To determine whether a trial error rises to the level of justifying “plain error” review, we look to the following five factors:
(a) the record must clearly establish what occurred in the trial court; (b) a clear and unequivocal rule of law must have been breached; (c) a substantial right of the accused must have been adversely affected; (d) the accused did not waive the issue for tactical reasons; and (e) consideration of the error is “necessary to do substantial justice.”

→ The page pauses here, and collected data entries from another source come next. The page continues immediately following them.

use serde::Serialize;
use serde_json::{Map, Value};
use std::fs::{File, OpenOptions};
use std::io::{BufWriter, Write};
use std::path::{Path, PathBuf};
use std::sync::{Arc, Mutex};
use std::time::{SystemTime, UNIX_EPOCH};

use thiserror::Error;

pub type LogFields = Map<String, Value>;

#[derive(Debug, Clone, Copy, PartialEq, Eq, Serialize)]
#[serde(rename_all = "lowercase")]
pub enum LogLevel {
    Trace,
    Debug,
    Info,
    Warn,
    Error,
}

/// One structured log record, serialized as a single JSON line.
#[derive(Debug, Clone, Serialize)]
pub struct LogEvent {
    pub timestamp_ms: u128,
    pub level: LogLevel,
    pub target: String,
    pub message: String,
    #[serde(skip_serializing_if = "LogFields::is_empty", default)]
    pub fields: LogFields,
}

impl LogEvent {
    pub fn new(level: LogLevel, target: impl Into<String>, message: impl Into<String>) -> Self {
        Self {
            timestamp_ms: current_ms(),
            level,
            target: target.into(),
            message: message.into(),
            fields: LogFields::new(),
        }
    }

    pub fn with_fields(
        level: LogLevel,
        target: impl Into<String>,
        message: impl Into<String>,
        fields: LogFields,
    ) -> Self {
        Self {
            fields,
            ..Self::new(level, target, message)
        }
    }
}

fn current_ms() -> u128 {
    SystemTime::now()
        .duration_since(UNIX_EPOCH)
        .map(|d| d.as_millis())
        .unwrap_or(0)
}

pub type LoggingResult<T> = std::result::Result<T, LoggingError>;

#[derive(Debug, Error)]
pub enum LoggingError {
    #[error("I/O error: {0}")]
    Io(#[from] std::io::Error),
    #[error("serialization error: {0}")]
    Serde(#[from] serde_json::Error),
}

pub trait LogSink: Send + Sync {
    fn log(&self, event: &LogEvent) -> LoggingResult<()>;
}

#[derive(Clone)]
pub struct Logger {
    sink: Arc<dyn LogSink>,
}

impl Logger {
    pub fn new<S>(sink: S) -> Self
    where
        S: LogSink + 'static,
    {
        Self {
            sink: Arc::new(sink),
        }
    }

    pub fn log(&self, level: LogLevel, target: &str, message: &str) -> LoggingResult<()> {
        let event = LogEvent::new(level, target.to_string(), message.to_string());
        self.sink.log(&event)
    }

    pub fn log_with_fields(
        &self,
        level: LogLevel,
        target: &str,
        message: &str,
        fields: LogFields,
    ) -> LoggingResult<()> {
        let event = LogEvent::with_fields(level, target.to_string(), message.to_string(), fields);
        self.sink.log(&event)
    }

    pub fn log_event(&self, event: LogEvent) -> LoggingResult<()> {
        self.sink.log(&event)
    }
}

/// Append-only JSONL sink with size-based truncation.
pub struct FileSink {
    path: PathBuf,
    max_bytes: u64,
    writer: Mutex<BufWriter<File>>,
}

impl FileSink {
    /// Opens (or creates) `path` for appending. A `max_bytes` of zero
    /// disables rotation.
    pub fn new(path: impl AsRef<Path>, max_bytes: u64) -> LoggingResult<Self> {
        let path = path.as_ref().to_path_buf();
        let file = OpenOptions::new().create(true).append(true).open(&path)?;
        Ok(Self {
            path,
            max_bytes,
            writer: Mutex::new(BufWriter::new(file)),
        })
    }

    fn write_line(&self, mut line: String) -> LoggingResult<()> {
        line.push('\n');
        let mut guard = self.writer.lock().expect("logger mutex poisoned");

        if self.would_overflow(guard.get_ref(), line.len() as u64)? {
            let file = OpenOptions::new()
                .write(true)
                .create(true)
                .truncate(true)
                .open(&self.path)?;
            *guard = BufWriter::new(file);
        }

        guard.write_all(line.as_bytes())?;
        guard.flush()?;
        Ok(())
    }

    fn would_overflow(&self, file: &File, incoming_len: u64) -> std::io::Result<bool> {
        if self.max_bytes == 0 {
            return Ok(false);
        }
        let current = file.metadata()?.len();
        Ok(current + incoming_len > self.max_bytes)
    }
}

impl LogSink for FileSink {
    fn log(&self, event: &LogEvent) -> LoggingResult<()> {
        let line = serde_json::to_string(event)?;
        self.write_line(line)
    }
}

/// In-memory sink that keeps every event, for tests and demos.
#[derive(Clone, Default)]
pub struct VecSink {
    events: Arc<Mutex<Vec<LogEvent>>>,
}

impl VecSink {
    pub fn new() -> Self {
        Self::default()
    }

    pub fn events(&self) -> Vec<LogEvent> {
        self.events.lock().expect("logger mutex poisoned").clone()
    }

    pub fn len(&self) -> usize {
        self.events.lock().expect("logger mutex poisoned").len()
    }

    pub fn is_empty(&self) -> bool {
        self.len() == 0
    }
}

impl LogSink for VecSink {
    fn log(&self, event: &LogEvent) -> LoggingResult<()> {
        self.events
            .lock()
            .expect("logger mutex poisoned")
            .push(event.clone());
        Ok(())
    }
}

pub fn event_with_fields(
    level: LogLevel,
    target: &str,
    message: &str,
    fields: impl IntoIterator<Item = (String, Value)>,
) -> LogEvent {
    let mut map = LogFields::new();
    for (k, v) in fields.into_iter() {
        map.insert(k, v);
    }
    LogEvent::with_fields(level, target.to_string(), message.to_string(), map)
}

pub fn json_kv(key: &str, value: impl Into<Value>) -> (String, Value) {
    (key.to_string(), value.into())
}

#[cfg(test)]
mod tests {
    use super::*;

    fn temp_log_path(name: &str) -> PathBuf {
        let mut path = std::env::temp_dir();
        path.push(format!("furnish_{}_{}.jsonl", name, std::process::id()));
        path
    }

    #[test]
    fn file_sink_truncates_when_the_size_cap_is_reached() {
        let path = temp_log_path("capped");
        let _ = std::fs::remove_file(&path);
        let logger = Logger::new(FileSink::new(&path, 120).unwrap());

        for n in 0..5 {
            logger
                .log(LogLevel::Info, "capped", &format!("event_{n}"))
                .unwrap();
        }

        let contents = std::fs::read_to_string(&path).unwrap();
        assert!(contents.len() as u64 <= 120);
        assert!(contents.contains("event_4"));
        assert!(!contents.contains("event_0"));
        let _ = std::fs::remove_file(&path);
    }

    #[test]
    fn zero_max_bytes_disables_truncation() {
        let path = temp_log_path("unbounded");
        let _ = std::fs::remove_file(&path);
        let logger = Logger::new(FileSink::new(&path, 0).unwrap());

        for n in 0..5 {
            logger
                .log(LogLevel::Info, "unbounded", &format!("event_{n}"))
                .unwrap();
        }

        let contents = std::fs::read_to_string(&path).unwrap();
        assert_eq!(contents.lines().count(), 5);
        assert!(contents.contains("event_0"));
        assert!(contents.contains("event_4"));
        let _ = std::fs::remove_file(&path);
    }

    #[test]
    fn vec_sink_retains_events_in_order() {
        let sink = VecSink::new();
        let logger = Logger::new(sink.clone());

        logger.log(LogLevel::Info, "test", "first").unwrap();
        logger.log(LogLevel::Warn, "test", "second").unwrap();

        let events = sink.events();
        assert_eq!(events.len(), 2);
        assert_eq!(events[0].message, "first");
        assert_eq!(events[1].level, LogLevel::Warn);
    }

    #[test]
    fn events_serialize_as_flat_json_lines() {
        let event = event_with_fields(
            LogLevel::Debug,
            "compose",
            "container_composed",
            [json_kv("strategy", "row"), json_kv("children", 3)],
        );

        let line = serde_json::to_string(&event).unwrap();
        let value: Value = serde_json::from_str(&line).unwrap();
        assert_eq!(value["level"], "debug");
        assert_eq!(value["fields"]["strategy"], "row");
        assert_eq!(value["fields"]["children"], 3);
    }

    #[test]
    fn empty_fields_are_omitted_from_the_line() {
        let event = LogEvent::new(LogLevel::Info, "compose", "noop");
        let line = serde_json::to_string(&event).unwrap();
        assert!(!line.contains("fields"));
    }
}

State v. Smith, 24 S.W.3d 274, 282 (Tenn. 2000) (quoting State v. Adkisson, 899 S.W.2d 626, 641-42 (Tenn. Crim. App. 1994)). All five factors must be established by the record before this Court will recognize the existence of plain error, and complete consideration of all the factors is not necessary when it is clear from the record that at least one of the factors cannot be established. State v. Bishop, 431 S.W.3d 22, 44 (Tenn. 2014). Even if all five factors are present, “the plain error must be of such a great magnitude that it probably changed the outcome of the trial.” /d. (quoting Adkisson, 899 S.W.2d at 642).

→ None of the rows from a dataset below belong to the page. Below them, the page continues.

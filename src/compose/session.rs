use std::sync::{Arc, Mutex};
use std::time::Instant;

use serde_json::json;

use super::audit::{ComposeAudit, ComposeAuditEventBuilder, ComposeAuditStage, NullComposeAudit};
use super::core::{
    self, ColumnOptions, Composed, Container, FlowOptions, GridOptions, RowOptions, SplitOptions,
    VSplitOptions,
};
use crate::element::{Child, ElementId};
use crate::error::{ComposeError, Result};
use crate::logging::{LogLevel, Logger, event_with_fields, json_kv};
use crate::metrics::ComposeMetrics;
use crate::plan::{self, Bindings, Plan};
use crate::toolkit::Toolkit;

/// Configuration knobs for a composition session.
#[derive(Clone)]
pub struct ComposerConfig {
    /// Optional structured logger used by the session.
    pub logger: Option<Logger>,
    /// Audit sink notified of construction checkpoints.
    pub audit: Arc<dyn ComposeAudit>,
    /// Metrics accumulator shared with the caller.
    pub metrics: Option<Arc<Mutex<ComposeMetrics>>>,
    /// Target field used when emitting metrics snapshots.
    pub metrics_target: String,
}

impl Default for ComposerConfig {
    fn default() -> Self {
        Self {
            logger: None,
            audit: Arc::new(NullComposeAudit),
            metrics: Some(Arc::new(Mutex::new(ComposeMetrics::new()))),
            metrics_target: "furnish::compose.metrics".to_string(),
        }
    }
}

impl ComposerConfig {
    /// Enable metrics collection if it has not already been configured.
    pub fn enable_metrics(&mut self) {
        if self.metrics.is_none() {
            self.metrics = Some(Arc::new(Mutex::new(ComposeMetrics::new())));
        }
    }

    /// Disable metrics collection and prevent further snapshots.
    pub fn disable_metrics(&mut self) {
        self.metrics = None;
    }

    /// Access the shared metrics handle if metrics are enabled.
    pub fn metrics_handle(&self) -> Option<Arc<Mutex<ComposeMetrics>>> {
        self.metrics.as_ref().map(Arc::clone)
    }
}

/// Stateful wrapper over a toolkit that runs the constructors and feeds
/// the ambient config: every operation records metrics, emits a log
/// event, and notifies the audit sink. The free functions in
/// [`crate::compose`] do the same work without the observability.
pub struct Composer<'t, T: Toolkit> {
    toolkit: &'t mut T,
    config: ComposerConfig,
    started: Instant,
}

impl<'t, T: Toolkit> Composer<'t, T> {
    pub fn new(toolkit: &'t mut T) -> Self {
        Self::with_config(toolkit, ComposerConfig::default())
    }

    pub fn with_config(toolkit: &'t mut T, config: ComposerConfig) -> Self {
        Self {
            toolkit,
            config,
            started: Instant::now(),
        }
    }

    pub fn config_mut(&mut self) -> &mut ComposerConfig {
        &mut self.config
    }

    /// Direct access to the underlying toolkit, for creating widgets
    /// mid-session.
    pub fn toolkit(&mut self) -> &mut T {
        self.toolkit
    }

    pub fn row(&mut self, children: &[Child]) -> Result<Container> {
        self.row_with(children, RowOptions::default())
    }

    pub fn row_with(&mut self, children: &[Child], options: RowOptions) -> Result<Container> {
        let outcome = core::compose_row(self.toolkit, children, &options);
        self.finish(outcome)
    }

    pub fn column(&mut self, children: &[Child]) -> Result<Container> {
        self.column_with(children, ColumnOptions::default())
    }

    pub fn column_with(
        &mut self,
        children: &[Child],
        options: ColumnOptions,
    ) -> Result<Container> {
        let outcome = core::compose_column(self.toolkit, children, &options);
        self.finish(outcome)
    }

    pub fn grid(&mut self, rows: &[Vec<ElementId>]) -> Result<Container> {
        self.grid_with(rows, GridOptions::default())
    }

    pub fn grid_with(
        &mut self,
        rows: &[Vec<ElementId>],
        options: GridOptions,
    ) -> Result<Container> {
        let outcome = core::compose_grid(self.toolkit, rows, &options);
        self.finish(outcome)
    }

    pub fn stack(&mut self, children: &[ElementId]) -> Result<Container> {
        let outcome = core::compose_stack(self.toolkit, children);
        self.finish(outcome)
    }

    pub fn horizontal_split(&mut self, left: ElementId, right: ElementId) -> Result<Container> {
        self.horizontal_split_with(left, right, SplitOptions::default())
    }

    pub fn horizontal_split_with(
        &mut self,
        left: ElementId,
        right: ElementId,
        options: SplitOptions,
    ) -> Result<Container> {
        let outcome = core::compose_horizontal_split(self.toolkit, left, right, &options);
        self.finish(outcome)
    }

    pub fn vertical_split(&mut self, top: ElementId, bottom: ElementId) -> Result<Container> {
        self.vertical_split_with(top, bottom, VSplitOptions::default())
    }

    pub fn vertical_split_with(
        &mut self,
        top: ElementId,
        bottom: ElementId,
        options: VSplitOptions,
    ) -> Result<Container> {
        let outcome = core::compose_vertical_split(self.toolkit, top, bottom, &options);
        self.finish(outcome)
    }

    pub fn flow(&mut self, children: &[Child]) -> Result<Container> {
        self.flow_with(children, FlowOptions::default())
    }

    pub fn flow_with(&mut self, children: &[Child], options: FlowOptions) -> Result<Container> {
        let outcome = core::compose_flow(self.toolkit, children, &options);
        self.finish(outcome)
    }

    pub fn tabs(&mut self, pages: &[(ElementId, &str)]) -> Result<Container> {
        let outcome = core::compose_tabs(self.toolkit, pages);
        self.finish(outcome)
    }

    /// Assembles a declarative plan against the session's toolkit.
    pub fn assemble(&mut self, plan: &Plan, bindings: &Bindings) -> Result<Container> {
        match plan::assemble(self.toolkit, plan, bindings) {
            Ok(container) => {
                if let Some(metrics) = self.config.metrics.as_ref() {
                    if let Ok(mut guard) = metrics.lock() {
                        guard.record_plan();
                    }
                }
                self.log_compose_event(
                    LogLevel::Info,
                    "plan_assembled",
                    [
                        json_kv("root", json!(container.id().to_string())),
                        json_kv("strategy", json!(container.strategy().as_str())),
                    ],
                );
                let mut builder = ComposeAuditEventBuilder::new(ComposeAuditStage::PlanAssembled);
                builder.detail("root", json!(container.id().to_string()));
                builder.detail("strategy", json!(container.strategy().as_str()));
                self.config.audit.record(builder.finish());
                Ok(container)
            }
            Err(err) => {
                self.record_rejection(&err);
                Err(err)
            }
        }
    }

    /// Logs a metrics snapshot through the configured logger.
    pub fn emit_metrics(&self) {
        if let (Some(logger), Some(metrics)) =
            (self.config.logger.as_ref(), self.config.metrics.as_ref())
        {
            if let Ok(guard) = metrics.lock() {
                let target = self.config.metrics_target.as_str();
                let snapshot_event = guard.snapshot(self.started.elapsed()).to_log_event(target);
                let _ = logger.log_event(snapshot_event);
            }
        }
    }

    fn finish(&mut self, outcome: Result<Composed>) -> Result<Container> {
        match outcome {
            Ok(composed) => {
                self.record_composed(&composed);
                Ok(composed.container)
            }
            Err(err) => {
                self.record_rejection(&err);
                Err(err)
            }
        }
    }

    fn record_composed(&self, composed: &Composed) {
        if let Some(metrics) = self.config.metrics.as_ref() {
            if let Ok(mut guard) = metrics.lock() {
                guard.record_container(composed.children);
                if composed.reused {
                    guard.record_reuse();
                }
                if composed.margin_fallback {
                    guard.record_margin_fallback();
                }
            }
        }

        let container = composed.container;
        self.log_compose_event(
            LogLevel::Debug,
            "container_composed",
            [
                json_kv("container", json!(container.id().to_string())),
                json_kv("strategy", json!(container.strategy().as_str())),
                json_kv("children", json!(composed.children)),
            ],
        );

        let stage = if composed.reused {
            ComposeAuditStage::ContainerReused
        } else {
            ComposeAuditStage::ContainerComposed
        };
        let mut builder = ComposeAuditEventBuilder::new(stage);
        builder.detail("container", json!(container.id().to_string()));
        builder.detail("strategy", json!(container.strategy().as_str()));
        builder.detail("children", json!(composed.children));
        self.config.audit.record(builder.finish());

        if composed.margin_fallback {
            let mut fallback = ComposeAuditEventBuilder::new(ComposeAuditStage::MarginFallback);
            fallback.detail("container", json!(container.id().to_string()));
            self.config.audit.record(fallback.finish());
        }
    }

    fn record_rejection(&self, err: &ComposeError) {
        if let Some(metrics) = self.config.metrics.as_ref() {
            if let Ok(mut guard) = metrics.lock() {
                guard.record_rejection();
            }
        }
        self.log_compose_event(
            LogLevel::Warn,
            "compose_rejected",
            [json_kv("error", json!(err.to_string()))],
        );
        let mut builder = ComposeAuditEventBuilder::new(ComposeAuditStage::ComposeRejected);
        builder.detail("error", json!(err.to_string()));
        self.config.audit.record(builder.finish());
    }

    fn log_compose_event<I>(&self, level: LogLevel, message: &str, fields: I)
    where
        I: IntoIterator<Item = (String, serde_json::Value)>,
    {
        if let Some(logger) = self.config.logger.as_ref() {
            let event = event_with_fields(level, "furnish::compose", message, fields);
            let _ = logger.log_event(event);
        }
    }
}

Assuming that the trial court’s challenged rulings constituted plain error, Defendant has failed to demonstrate that the trial court’s exclusion of testimony regarding the method of rental payments or its decision to threaten Trial Counsel with contempt “probably changed the outcome of the trial.” See Bishop, 431 S.W.3d at 44. Trial Counsel testified that the proposed relevancy of such testimony was to establish the apparent authority of Mr. Shaw to command Defendant to enter the property and to impeach the general credibility of Mr. Shaw. She further testified that, absent the threat of contempt, she “would have continued to pursue with Mr. Shaw his business practices, the ownership of the property, the way in which he does own those properties, and his relationship with [Defendant].”
However, Defendant was allowed by the trial court to put forward other evidence substantially supporting Mr. Shaw’s apparent authority to authorize Defendant’s actions
-10- and his alleged untrustworthiness. Defendant was allowed to cross-examine Mr. Sears as to his moral objections to Mr. Shaw’s business practices. He was permitted to elicit testimony from both Mr. Shaw and Mr. Sears establishing that the former had obtained a judgment against the latter for unpaid rent. He was able to have Mr. Sears admit that First Enterprise was taking rent payments from his paychecks without prior authorization. He questioned Mr. Shaw as to whether he knew that he had previously rented property to Defendant. Finally, he had Mr. Shaw admit that the lease agreement allowed First Enterprise to remove personal property left on the property after vacation or abandonment thereof. Despite this evidence, the jury returned a verdict finding Defendant guilty of theft over $1,000, less than $2,500. From this verdict, we presume that the jury found credible Mr. Shaw’s testimony that he did not know Defendant, and we find there is no reason to believe the Trial Counsel’s proposed lines of additional questioning would have changed that verdict.
Therefore, consideration of the alleged errors is not necessary for substantial justice, and Defendant is not entitled to the plain error relief.
CONCLUSION
Based on the foregoing, we affirm the judgment of the trial court.